Part II: BDD Frameworks — Cucumber, Gherkin, SpecFlow

Behavior-Driven Development is the closest thing to typed specifications that most teams have encountered. Both put requirements in a structured format. Both link them to tests. The difference is where the structure lives: in a plain-text file parsed at runtime, or in the type system checked at compile time.

What BDD Is

BDD is a development methodology — not just a testing tool — that emerged from Dan North's work in 2003. Its core insight: specifications should be written in a language that developers, testers, and business stakeholders all understand.

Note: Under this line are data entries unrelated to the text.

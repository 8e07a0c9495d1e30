//! # Hey Common Utilities (`common`)
//!
//! File: cli/src/common/mod.rs
//! Author: Christi Mahu
//!
//! ## Overview
//!
//! Shared utilities used by the command modules: starting external processes,
//! assembling compose command lines, platform lookups and terminal I/O. Keeping
//! them here separates *how* a command line is run (`common::`) from *which*
//! command line a given operation needs (`commands::`) and from the dispatch
//! machinery (`core::`).
//!
//! ## Usage
//!
//! ```rust
//! use crate::common::{compose::Compose, process, system::RemoteTool};
//!
//! # async fn run_example(inv: Invocation<'_>) -> Result<()> {
//! Compose::from_config(inv.config, inv.workdir)?.run(&["stop"]).await?;
//! process::run(&RemoteTool::Ssh.program(), &["backup-host", "ls"]).await?;
//! # Ok(())
//! # }
//! ```
//!

/// Compose command lines with the project's compose files pre-set.
pub mod compose;
/// Running external processes: announce, stream or capture, fail on nonzero exit.
pub mod process;
/// Platform-specific tool locations and user information.
pub mod system;
/// Menu rendering, diagnostics and the console transport.
pub mod ui;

The tooling (Cucumber, SpecFlow, behave, Behat) implements this through .feature files written in Gherkin syntax and step definitions that execute the scenarios.

The promise: living documentation that is both human-readable and machine-executable.

How It Links Requirements to Tests

A .feature file describes a feature and its scenarios using structured natural language:

# navigation.feature
Feature: SPA Navigation and Deep Links
  Users navigate between pages using the table of contents,
  browser history, and direct URLs.

  Scenario: TOC click loads the corresponding page
    Given I am on the home page
    When I click the TOC item "Binary Wrapper"
    Then the page content should contain "BinaryWrapper"
    And the URL should contain "binary-wrapper"

  Scenario: Back button restores previous page
    Given I am on the home page
    And I navigate to "Binary Wrapper"
    And I navigate to "Skills"
    When I press the browser back button
    Then the page content should contain "BinaryWrapper"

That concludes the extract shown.